### What you should do
Begin at the first line of the records below and, please, give each line again exactly until the line with "let mut metadata = Metadata::new();" is included.

-- Working data follows --

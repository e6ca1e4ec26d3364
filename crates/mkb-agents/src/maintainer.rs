//! Maintenance operations
//!
//! Index regeneration plus the one analysis that reads the whole store: a
//! knowledge-gap report generated from the current index and persisted
//! under `architecture`.

use crate::error::PipelineError;
use mkb_generate::{GenerationRequest, Generator};
use mkb_store::{Category, IndexBuilder, KnowledgeBase, Metadata, INDEX_FILENAME};
use std::path::PathBuf;
use std::sync::Arc;

const GAPS_TITLE: &str = "Knowledge Gap Analysis";

/// Store maintenance: index regeneration and gap analysis
pub struct Maintainer {
    kb: KnowledgeBase,
    generator: Arc<dyn Generator>,
}

impl Maintainer {
    #[must_use]
    pub fn new(kb: KnowledgeBase, generator: Arc<dyn Generator>) -> Self {
        Self { kb, generator }
    }

    /// Regenerate `INDEX.md`.
    pub fn rebuild_index(&self) -> Result<PathBuf, PipelineError> {
        Ok(IndexBuilder::new(self.kb.clone()).rebuild()?)
    }

    /// Ask the generator which topics the store is missing and persist the
    /// analysis under `architecture`.
    ///
    /// # Errors
    ///
    /// Unlike the pipeline stages there is no fallback artifact here;
    /// generation failures propagate.
    pub async fn analyze_gaps(&self) -> Result<PathBuf, PipelineError> {
        let index = match self.kb.get_document(std::path::Path::new(INDEX_FILENAME)) {
            Ok(text) => text,
            // A store that was never indexed still has an answer.
            Err(_) => IndexBuilder::new(self.kb.clone()).render("never")?,
        };

        let prompt = format!(
            "Below is the index of a blockchain research knowledge base \
             focused on Midnight and Cardano. Identify the most important \
             missing or under-covered topics and suggest concrete research \
             tasks, in markdown.\n\n{index}"
        );
        let analysis = self
            .generator
            .generate(&GenerationRequest::new(prompt))
            .await?;

        let mut metadata = Metadata::new();
        metadata.insert("type".into(), "gap_analysis".into());
        let path = self
            .kb
            .add_document(Category::Architecture, GAPS_TITLE, &analysis, metadata)?;
        tracing::info!(path = %path.display(), "gap analysis persisted");
        Ok(path)
    }
}

#[cfg(test)]
mod tests {
    use super::*;
    use mkb_generate::{GenerationError, StubGenerator};
    use tempfile::TempDir;

    fn temp_kb() -> (TempDir, KnowledgeBase) {
        let dir = TempDir::new().unwrap();
        let kb = KnowledgeBase::open(dir.path().join("kb")).unwrap();
        (dir, kb)
    }

    #[tokio::test]
    async fn gap_analysis_lands_under_architecture() {
        let (_dir, kb) = temp_kb();
        kb.add_document(Category::Midnight, "Dust", "notes", Metadata::new())
            .unwrap();
        let stub = Arc::new(StubGenerator::always("## Gaps\n\n- governance coverage"));
        let maintainer = Maintainer::new(kb.clone(), Arc::clone(&stub) as Arc<dyn Generator>);
        maintainer.rebuild_index().unwrap();

        let path = maintainer.analyze_gaps().await.unwrap();
        assert!(path.starts_with("architecture"));
        // The prompt carried the real index.
        assert!(stub.prompts()[0].contains("Knowledge Base Index"));

        let doc = kb.read_document(&path).unwrap();
        assert_eq!(doc.title, "Knowledge Gap Analysis");
        assert!(doc.body.contains("governance"));
    }

    #[tokio::test]
    async fn gap_analysis_propagates_generation_failure() {
        let (_dir, kb) = temp_kb();
        let stub = Arc::new(StubGenerator::script([Err(GenerationError::Api {
            status: 500,
            message: "overloaded".into(),
        })]));
        let maintainer = Maintainer::new(kb, stub);

        let err = maintainer.analyze_gaps().await.unwrap_err();
        assert!(matches!(err, PipelineError::Generation(_)));
    }
}
//! Retry policy with per-error backoff
//!
//! The delays depend on the error class, not only the attempt number:
//! connectivity failures back off exponentially, rate limits back off
//! linearly with a larger base. Only errors whose
//! [`is_retryable`](GenerationError::is_retryable) holds are retried.

use crate::error::GenerationError;
use crate::{GenerationRequest, Generator};
use std::time::Duration;

/// Default attempt cap, counting the first try.
pub const DEFAULT_MAX_ATTEMPTS: u32 = 3;

/// Decides whether and how long to wait between generation attempts
#[derive(Debug, Clone, Copy)]
pub struct RetryPolicy {
    max_attempts: u32,
    /// When false, delays collapse to zero. For tests.
    sleep: bool,
}

impl RetryPolicy {
    /// Policy with the default attempt cap and real delays.
    #[inline]
    #[must_use]
    pub fn new() -> Self {
        Self {
            max_attempts: DEFAULT_MAX_ATTEMPTS,
            sleep: true,
        }
    }

    /// Policy with a custom attempt cap.
    #[inline]
    #[must_use]
    pub fn with_max_attempts(mut self, max_attempts: u32) -> Self {
        self.max_attempts = max_attempts.max(1);
        self
    }

    /// Policy that never sleeps between attempts. For tests.
    #[inline]
    #[must_use]
    pub fn without_delays(mut self) -> Self {
        self.sleep = false;
        self
    }

    /// Total attempts allowed, counting the first try.
    #[inline]
    #[must_use]
    pub fn max_attempts(&self) -> u32 {
        self.max_attempts
    }

    /// Backoff before retrying after `error` on zero-based `attempt`, or
    /// `None` when the error should not be retried.
    #[must_use]
    pub fn delay_after(&self, error: &GenerationError, attempt: u32) -> Option<Duration> {
        let secs = match error {
            GenerationError::Connectivity(_) => 2u64.saturating_pow(attempt),
            GenerationError::RateLimited(_) => 5 * (u64::from(attempt) + 1),
            GenerationError::Api { .. } | GenerationError::InvalidResponse(_) => return None,
        };
        if !self.sleep {
            return Some(Duration::ZERO);
        }
        Some(Duration::from_secs(secs))
    }

    /// Run `generator` against `request`, retrying transient failures.
    ///
    /// # Errors
    ///
    /// Returns the last error once the attempt cap is exhausted, or the
    /// first non-retryable error immediately.
    pub async fn run(
        &self,
        generator: &dyn Generator,
        request: &GenerationRequest,
    ) -> Result<String, GenerationError> {
        let mut attempt = 0u32;
        loop {
            match generator.generate(request).await {
                Ok(text) => return Ok(text),
                Err(e) => {
                    let next = attempt + 1;
                    let Some(delay) = self.delay_after(&e, attempt) else {
                        tracing::warn!(error = %e, "generation failed, not retryable");
                        return Err(e);
                    };
                    if next >= self.max_attempts {
                        tracing::warn!(error = %e, attempts = self.max_attempts, "generation failed, attempts exhausted");
                        return Err(e);
                    }
                    tracing::info!(error = %e, attempt = next, delay_secs = delay.as_secs(), "generation failed, retrying");
                    tokio::time::sleep(delay).await;
                    attempt = next;
                }
            }
        }
    }
}

impl Default for RetryPolicy {
    fn default() -> Self {
        Self::new()
    }
}
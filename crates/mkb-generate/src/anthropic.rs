//! Anthropic Messages API client
//!
//! A thin [`Generator`] over `POST /v1/messages`. Transport failures map to
//! [`GenerationError::Connectivity`], HTTP 429 to
//! [`GenerationError::RateLimited`], other non-success statuses to
//! [`GenerationError::Api`]. The first text block of the response is the
//! generated text.

use crate::error::GenerationError;
use crate::{GenerationRequest, Generator};
use async_trait::async_trait;
use serde::{Deserialize, Serialize};

const API_URL: &str = "https://api.anthropic.com/v1/messages";
const API_VERSION: &str = "2023-06-01";

/// Environment variable holding the API key.
pub const API_KEY_ENV: &str = "ANTHROPIC_API_KEY";

/// Client configuration
#[derive(Debug, Clone)]
pub struct AnthropicConfig {
    /// API key sent in the `x-api-key` header
    pub api_key: String,
    /// Endpoint URL, overridable for tests
    pub api_url: String,
}

impl AnthropicConfig {
    /// Configuration with an explicit key and the production endpoint.
    #[must_use]
    pub fn new(api_key: impl Into<String>) -> Self {
        Self {
            api_key: api_key.into(),
            api_url: API_URL.to_string(),
        }
    }

    /// Configuration from the `ANTHROPIC_API_KEY` environment variable.
    ///
    /// # Errors
    ///
    /// Fails with [`GenerationError::InvalidResponse`] when the variable is
    /// unset or empty.
    pub fn from_env() -> Result<Self, GenerationError> {
        match std::env::var(API_KEY_ENV) {
            Ok(key) if !key.trim().is_empty() => Ok(Self::new(key)),
            _ => Err(GenerationError::InvalidResponse(format!(
                "{API_KEY_ENV} is not set"
            ))),
        }
    }

    /// With a non-default endpoint. For tests.
    #[inline]
    #[must_use]
    pub fn with_api_url(mut self, api_url: impl Into<String>) -> Self {
        self.api_url = api_url.into();
        self
    }
}

#[derive(Serialize)]
struct MessagesRequest<'a> {
    model: &'a str,
    max_tokens: u32,
    #[serde(skip_serializing_if = "Option::is_none")]
    temperature: Option<f32>,
    messages: [Message<'a>; 1],
}

#[derive(Serialize)]
struct Message<'a> {
    role: &'static str,
    content: &'a str,
}

#[derive(Deserialize)]
struct MessagesResponse {
    content: Vec<ContentBlock>,
}

#[derive(Deserialize)]
struct ContentBlock {
    #[serde(default)]
    text: String,
}

/// Production [`Generator`] backed by the Anthropic Messages API
#[derive(Debug, Clone)]
pub struct AnthropicGenerator {
    config: AnthropicConfig,
    client: reqwest::Client,
}

impl AnthropicGenerator {
    #[must_use]
    pub fn new(config: AnthropicConfig) -> Self {
        Self {
            config,
            client: reqwest::Client::new(),
        }
    }
}

#[async_trait]
impl Generator for AnthropicGenerator {
    async fn generate(&self, request: &GenerationRequest) -> Result<String, GenerationError> {
        let body = MessagesRequest {
            model: &request.model,
            max_tokens: request.max_tokens,
            temperature: request.temperature,
            messages: [Message {
                role: "user",
                content: &request.prompt,
            }],
        };

        let response = self
            .client
            .post(&self.config.api_url)
            .header("x-api-key", &self.config.api_key)
            .header("anthropic-version", API_VERSION)
            .json(&body)
            .send()
            .await
            .map_err(|e| GenerationError::Connectivity(e.to_string()))?;

        let status = response.status();
        if status.as_u16() == 429 {
            let message = response.text().await.unwrap_or_default();
            return Err(GenerationError::RateLimited(message));
        }
        if !status.is_success() {
            let message = response.text().await.unwrap_or_default();
            return Err(GenerationError::Api {
                status: status.as_u16(),
                message,
            });
        }

        let parsed: MessagesResponse = response
            .json()
            .await
            .map_err(|e| GenerationError::InvalidResponse(e.to_string()))?;

        let text = parsed
            .content
            .first()
            .map(|block| block.text.clone())
            .filter(|t| !t.is_empty())
            .ok_or_else(|| {
                GenerationError::InvalidResponse("response carried no text block".into())
            })?;

        tracing::debug!(model = %request.model, chars = text.len(), "generation succeeded");
        Ok(text)
    }
}
//! Task queue errors

use crate::status::TaskStatus;
use crate::task::TaskId;
use thiserror::Error;

/// Errors from the task repository
#[derive(Debug, Error)]
pub enum TaskError {
    /// No task with this id
    #[error("task not found: {0}")]
    NotFound(TaskId),

    /// Requested status change violates the lifecycle table
    #[error("illegal transition for task {id}: {from} -> {to}")]
    IllegalTransition {
        /// Task whose transition was rejected
        id: TaskId,
        /// Current state
        from: TaskStatus,
        /// Requested state
        to: TaskStatus,
    },

    /// Submitted task is not acceptable
    #[error("invalid task: {0}")]
    Invalid(String),
}

#[cfg(test)]
mod tests {
    use super::*;

    #[test]
    fn illegal_transition_names_both_states() {
        let id = TaskId::new();
        let err = TaskError::IllegalTransition {
            id,
            from: TaskStatus::Pending,
            to: TaskStatus::Completed,
        };
        let text = err.to_string();
        assert!(text.contains("pending -> completed"));
        assert!(text.contains(&id.to_string()));
    }
}
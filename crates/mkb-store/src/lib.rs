//! Filesystem-backed document store for the knowledge base
//!
//! Documents are markdown files organized into a fixed set of category
//! folders under a single base directory. Every document carries a JSON
//! metadata header followed by an H1 title and the raw body. The store
//! performs no caching and maintains no search index: every query is a
//! linear scan over the files on disk.

pub mod category;
pub mod document;
pub mod error;
pub mod index;
pub mod store;

pub use category::Category;
pub use document::{Document, Metadata};
pub use error::StoreError;
pub use index::IndexBuilder;
pub use store::{CategoryStats, DocEntry, KbStats, KnowledgeBase, SearchHit};

/// Name of the regenerated index artifact at the store root.
pub const INDEX_FILENAME: &str = "INDEX.md";
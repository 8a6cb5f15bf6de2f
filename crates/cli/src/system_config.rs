//! User-level configuration file
//!
//! Lives at `<config dir>/statwatch/config.toml` unless `--config` points
//! elsewhere. A missing default file means "all defaults".

use anyhow::{Context, Result};
use serde::{Deserialize, Serialize};
use statwatch::WatchConfig;
use std::fs;
use std::path::{Path, PathBuf};

/// Full CLI configuration
#[derive(Debug, Clone, Default, PartialEq, Eq, Serialize, Deserialize)]
#[serde(default)]
pub struct SystemConfig {
    pub watch: WatchConfig,
    pub output: OutputConfig,
}

/// How change events are printed
#[derive(Debug, Clone, PartialEq, Eq, Serialize, Deserialize)]
#[serde(default)]
pub struct OutputConfig {
    /// One JSON object per line instead of human-readable text
    pub json: bool,
    /// Colorize human-readable output
    pub color: bool,
}

impl Default for OutputConfig {
    fn default() -> Self {
        Self {
            json: false,
            color: true,
        }
    }
}

impl SystemConfig {
    pub fn validate(&self) -> Result<()> {
        self.watch.validate()?;
        Ok(())
    }
}

/// Default location of the config file
pub fn config_file_path() -> Option<PathBuf> {
    dirs::config_dir().map(|dir| dir.join("statwatch").join("config.toml"))
}

fn resolve(path: Option<&Path>) -> Result<PathBuf> {
    match path {
        Some(path) => Ok(path.to_path_buf()),
        None => config_file_path().context("Could not determine config file path"),
    }
}

/// Load configuration
///
/// An explicit `path` must exist; the default location may be absent.
pub fn load(path: Option<&Path>) -> Result<SystemConfig> {
    let config_path = resolve(path)?;

    if !config_path.exists() {
        if path.is_some() {
            anyhow::bail!("Config file not found: {}", config_path.display());
        }
        return Ok(SystemConfig::default());
    }

    let contents = fs::read_to_string(&config_path)
        .with_context(|| format!("Failed to read {}", config_path.display()))?;
    let config: SystemConfig = toml::from_str(&contents)
        .with_context(|| format!("Failed to parse {}", config_path.display()))?;
    config
        .validate()
        .with_context(|| format!("Invalid configuration in {}", config_path.display()))?;

    Ok(config)
}

/// Load configuration for editing; a missing file starts from defaults
pub fn load_for_update(path: Option<&Path>) -> Result<SystemConfig> {
    let config_path = resolve(path)?;
    if config_path.exists() {
        load(Some(&config_path))
    } else {
        Ok(SystemConfig::default())
    }
}

/// Write configuration, creating parent directories as needed
pub fn save(config: &SystemConfig, path: Option<&Path>) -> Result<PathBuf> {
    let config_path = resolve(path)?;

    if let Some(parent) = config_path.parent() {
        if !parent.as_os_str().is_empty() {
            fs::create_dir_all(parent)
                .with_context(|| format!("Failed to create {}", parent.display()))?;
        }
    }

    let contents = toml::to_string_pretty(config).context("Failed to serialize config")?;
    fs::write(&config_path, contents)
        .with_context(|| format!("Failed to write {}", config_path.display()))?;

    Ok(config_path)
}

/// Write the default configuration if no file exists yet
///
/// Returns true when a file was created.
pub fn init_if_missing(path: Option<&Path>) -> Result<bool> {
    let config_path = resolve(path)?;
    if config_path.exists() {
        return Ok(false);
    }
    save(&SystemConfig::default(), Some(&config_path))?;
    Ok(true)
}

pub fn example_config() -> &'static str {
    r#"# statwatch configuration

[watch]
# Delay between two stat passes over the watched paths (10-3600000)
poll_interval_ms = 1000

[output]
# Print one JSON object per change instead of text
json = false
# Colorize text output
color = true
"#
}
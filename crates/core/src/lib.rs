//! Core primitives for statwatch
//!
//! This crate provides:
//! - Stat-time snapshots (atime/mtime/ctime)
//! - The `StatSource` abstraction over where those times come from
//! - Filesystem and in-memory sources

pub mod stat;

// Re-exports
pub use stat::{FsStat, MemoryStat, StatSource, StatTimes};
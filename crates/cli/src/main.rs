//! Statwatch CLI - statwatch command

use anyhow::Result;
use clap::{Parser, Subcommand};
use std::path::PathBuf;

mod cmd;
mod logging;
mod system_config;
mod util;

/// Statwatch - Poll files for modification and react to changes
#[derive(Parser)]
#[command(name = "statwatch")]
#[command(author, version, about, long_about = None)]
struct Cli {
    /// Config file to use instead of the default location
    #[arg(long, global = true)]
    config: Option<PathBuf>,

    /// Enable debug logging (RUST_LOG takes precedence)
    #[arg(short, long, global = true)]
    verbose: bool,

    /// Write logs to this file instead of stderr
    #[arg(long, global = true)]
    log_file: Option<PathBuf>,

    #[command(subcommand)]
    command: Commands,
}

#[derive(Subcommand)]
enum Commands {
    /// Watch files and report every modification
    Watch {
        /// Files to watch
        paths: Vec<PathBuf>,

        /// Shell command to run after each change (STATWATCH_PATH holds the path)
        #[arg(short, long)]
        exec: Option<String>,

        /// Read paths from a file (one per line); the file is watched and reloaded on change
        #[arg(long)]
        paths_from: Option<PathBuf>,

        /// Poll interval in milliseconds (overrides config)
        #[arg(long)]
        interval_ms: Option<u64>,

        /// Print one JSON object per change
        #[arg(long)]
        json: bool,
    },
    /// View and edit configuration
    #[command(subcommand)]
    Config(ConfigCommands),
}

#[derive(Subcommand)]
enum ConfigCommands {
    /// List all configuration values
    List,

    /// Print a single value
    Get {
        /// Key, e.g. watch.poll_interval_ms
        key: String,
    },

    /// Change a single value
    Set {
        /// Key, e.g. watch.poll_interval_ms
        key: String,
        /// New value
        value: String,
    },

    /// Show the config file location
    Path {
        /// Create the file with defaults if it does not exist
        #[arg(long)]
        create: bool,
    },

    /// Print an example configuration
    Example,
}

#[tokio::main(flavor = "current_thread")]
async fn main() -> Result<()> {
    let cli = Cli::parse();

    // Initialize tracing
    let _log_guard = logging::init(cli.verbose, cli.log_file.as_deref())?;

    let config_path = cli.config.as_deref();

    match cli.command {
        Commands::Watch {
            paths,
            exec,
            paths_from,
            interval_ms,
            json,
        } => {
            let config = system_config::load(config_path)?;
            let args = cmd::watch::WatchArgs {
                paths,
                exec,
                paths_from,
                interval_ms,
                json,
            };
            cmd::watch::run(args, config).await
        }
        Commands::Config(config_cmd) => match config_cmd {
            ConfigCommands::List => cmd::config::run_list(config_path),
            ConfigCommands::Get { key } => cmd::config::run_get(config_path, &key),
            ConfigCommands::Set { key, value } => cmd::config::run_set(config_path, &key, &value),
            ConfigCommands::Path { create } => cmd::config::run_path(config_path, create),
            ConfigCommands::Example => cmd::config::run_example(),
        },
    }
}
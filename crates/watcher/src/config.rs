//! Watch configuration

use crate::error::{Result, WatchError};
use serde::{Deserialize, Serialize};
use std::time::Duration;

/// Smallest accepted poll interval
pub const MIN_POLL_INTERVAL_MS: u64 = 10;
/// Largest accepted poll interval (one hour)
pub const MAX_POLL_INTERVAL_MS: u64 = 3_600_000;

/// Watch loop configuration
#[derive(Debug, Clone, PartialEq, Eq, Serialize, Deserialize)]
#[serde(default)]
pub struct WatchConfig {
    /// Delay between two stat passes over the watch set
    pub poll_interval_ms: u64,
}

impl Default for WatchConfig {
    fn default() -> Self {
        Self {
            poll_interval_ms: 1_000,
        }
    }
}

impl WatchConfig {
    pub fn poll_interval(&self) -> Duration {
        Duration::from_millis(self.poll_interval_ms)
    }

    pub fn with_poll_interval(mut self, interval: Duration) -> Self {
        self.poll_interval_ms = interval.as_millis().min(u64::MAX as u128) as u64;
        self
    }

    /// Check that every value is within its allowed range
    pub fn validate(&self) -> Result<()> {
        if !(MIN_POLL_INTERVAL_MS..=MAX_POLL_INTERVAL_MS).contains(&self.poll_interval_ms) {
            return Err(WatchError::InvalidConfig {
                reason: format!(
                    "poll_interval_ms must be between {} and {} (got {})",
                    MIN_POLL_INTERVAL_MS, MAX_POLL_INTERVAL_MS, self.poll_interval_ms
                ),
            });
        }
        Ok(())
    }
}
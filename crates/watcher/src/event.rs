//! Change events delivered to observers

use serde::Serialize;
use std::fmt;
use std::path::PathBuf;

/// Type of file event
#[derive(Debug, Clone, Copy, PartialEq, Eq, Hash, Serialize)]
#[serde(rename_all = "snake_case")]
#[non_exhaustive]
pub enum EventKind {
    /// Content modification time moved forward
    Changed,
}

impl EventKind {
    pub fn as_str(&self) -> &'static str {
        match self {
            EventKind::Changed => "changed",
        }
    }
}

impl fmt::Display for EventKind {
    fn fmt(&self, f: &mut fmt::Formatter<'_>) -> fmt::Result {
        f.write_str(self.as_str())
    }
}

/// File event
#[derive(Debug, Clone, PartialEq, Eq, Serialize)]
pub struct WatchEvent {
    /// Path that changed, as it was given to the watch set
    pub path: PathBuf,
    /// Type of change
    pub kind: EventKind,
}

impl WatchEvent {
    pub fn changed(path: impl Into<PathBuf>) -> Self {
        Self {
            path: path.into(),
            kind: EventKind::Changed,
        }
    }
}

-- Working data concluded --

### Answer to the exercise
repository e6ca1e4ec26d3364
filename crates/mkb-agents/src/maintainer.rs
//! Maintenance operations
//!
//! Index regeneration plus the one analysis that reads the whole store: a
//! knowledge-gap report generated from the current index and persisted
//! under `architecture`.

use crate::error::PipelineError;
use mkb_generate::{GenerationRequest, Generator};
use mkb_store::{Category, IndexBuilder, KnowledgeBase, Metadata, INDEX_FILENAME};
use std::path::PathBuf;
use std::sync::Arc;

const GAPS_TITLE: &str = "Knowledge Gap Analysis";

/// Store maintenance: index regeneration and gap analysis
pub struct Maintainer {
    kb: KnowledgeBase,
    generator: Arc<dyn Generator>,
}

impl Maintainer {
    #[must_use]
    pub fn new(kb: KnowledgeBase, generator: Arc<dyn Generator>) -> Self {
        Self { kb, generator }
    }

    /// Regenerate `INDEX.md`.
    pub fn rebuild_index(&self) -> Result<PathBuf, PipelineError> {
        Ok(IndexBuilder::new(self.kb.clone()).rebuild()?)
    }

    /// Ask the generator which topics the store is missing and persist the
    /// analysis under `architecture`.
    ///
    /// # Errors
    ///
    /// Unlike the pipeline stages there is no fallback artifact here;
    /// generation failures propagate.
    pub async fn analyze_gaps(&self) -> Result<PathBuf, PipelineError> {
        let index = match self.kb.get_document(std::path::Path::new(INDEX_FILENAME)) {
            Ok(text) => text,
            // A store that was never indexed still has an answer.
            Err(_) => IndexBuilder::new(self.kb.clone()).render("never")?,
        };

        let prompt = format!(
            "Below is the index of a blockchain research knowledge base \
             focused on Midnight and Cardano. Identify the most important \
             missing or under-covered topics and suggest concrete research \
             tasks, in markdown.\n\n{index}"
        );
        let analysis = self
            .generator
            .generate(&GenerationRequest::new(prompt))
            .await?;

        let mut metadata = Metadata::new();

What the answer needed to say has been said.